> [PROBLEM TO WORK ON] When the string "serde" is part of a line below, that line should be copied.

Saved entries
::::::::

//! Render tree types handed to the host.
//!
//! The tree is renderer-agnostic: it says *what* to paint (a section with a
//! tone, a paragraph of styled runs, a grid or a stack of fact cards) and
//! leaves colours, fonts and spacing to the host theme.

use serde::{Deserialize, Serialize};

use super::Viewport;
use crate::model::{InlineContent, InlineRun};

/// Laid-out document for one viewport class.
#[derive(Debug, Clone, PartialEq, Serialize, Deserialize)]
pub struct RenderTree {
    /// Viewport the tree was laid out for
    pub viewport: Viewport,
    /// Top-level nodes in document order
    pub nodes: Vec<RenderNode>,
}

impl RenderTree {
    /// Create an empty tree.
    pub fn new(viewport: Viewport) -> Self {
        Self {
            viewport,
            nodes: Vec::new(),
        }
    }

    /// Count every node, nested children included.
    pub fn node_count(&self) -> usize {
        fn count(nodes: &[RenderNode]) -> usize {
            nodes
                .iter()
                .map(|n| match n {
                    RenderNode::Section { children, .. } => 1 + count(children),
                    _ => 1,
                })
                .sum()
        }
        count(&self.nodes)
    }

    /// Check if the tree has no nodes.
    pub fn is_empty(&self) -> bool {
        self.nodes.is_empty()
    }
}

/// One node of the render tree.
#[derive(Debug, Clone, PartialEq, Serialize, Deserialize)]
#[serde(tag = "type", rename_all = "camelCase")]
pub enum RenderNode {
    /// Section boundary. Implicit sections have no heading, level or tone.
    Section {
        heading: Option<String>,
        level: Option<u8>,
        tone: Option<HeadingTone>,
        children: Vec<RenderNode>,
    },
    /// Styled runs with explicit line breaks between source lines
    Paragraph { runs: Vec<InlineContent> },
    /// Table stacked as one card per row (compact layout)
    FactCardTable {
        #[serde(default, skip_serializing_if = "Option::is_none")]
        caption: Option<String>,
        cards: Vec<FactCard>,
    },
    /// Table as a multi-column grid (wide layout)
    GridTable {
        #[serde(default, skip_serializing_if = "Option::is_none")]
        caption: Option<String>,
        headers: Vec<Cell>,
        rows: Vec<Vec<Cell>>,
    },
}

impl RenderNode {
    /// Check if this node is a table in either layout.
    pub fn is_table(&self) -> bool {
        matches!(
            self,
            RenderNode::FactCardTable { .. } | RenderNode::GridTable { .. }
        )
    }
}

/// Heading accent, a pure function of the heading level.
#[derive(Debug, Clone, Copy, PartialEq, Eq, Serialize, Deserialize)]
#[serde(rename_all = "camelCase")]
pub enum HeadingTone {
    Primary,
    Secondary,
    Tertiary,
}

impl HeadingTone {
    /// Tone for a heading level: 1 primary, 2 secondary, 3 and deeper tertiary.
    pub fn for_level(level: u8) -> Self {
        match level {
            0 | 1 => HeadingTone::Primary,
            2 => HeadingTone::Secondary,
            _ => HeadingTone::Tertiary,
        }
    }
}

/// Table cell with its source text and lexed runs.
#[derive(Debug, Clone, Default, PartialEq, Serialize, Deserialize)]
pub struct Cell {
    pub text: String,
    pub runs: Vec<InlineRun>,
}

impl Cell {
    /// Create a cell from already lexed runs.
    pub fn new(text: impl Into<String>, runs: Vec<InlineRun>) -> Self {
        Self {
            text: text.into(),
            runs,
        }
    }

    /// Check if the cell has no text.
    pub fn is_empty(&self) -> bool {
        self.text.is_empty()
    }
}

/// One table row stacked as a card.
#[derive(Debug, Clone, PartialEq, Serialize, Deserialize)]
pub struct FactCard {
    /// First cell of the row
    pub title: Cell,
    /// Remaining cells, labelled
    pub fields: Vec<FactField>,
}

/// Labelled value inside a fact card.
#[derive(Debug, Clone, PartialEq, Serialize, Deserialize)]
pub struct FactField {
    pub label: String,
    pub value: Cell,
}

::::::::

> [REPLY TO THE EXERCISE]
use serde::{Deserialize, Serialize};
#[serde(tag = "type", rename_all = "camelCase")]
        #[serde(default, skip_serializing_if = "Option::is_none")]
        #[serde(default, skip_serializing_if = "Option::is_none")]
#[serde(rename_all = "camelCase")]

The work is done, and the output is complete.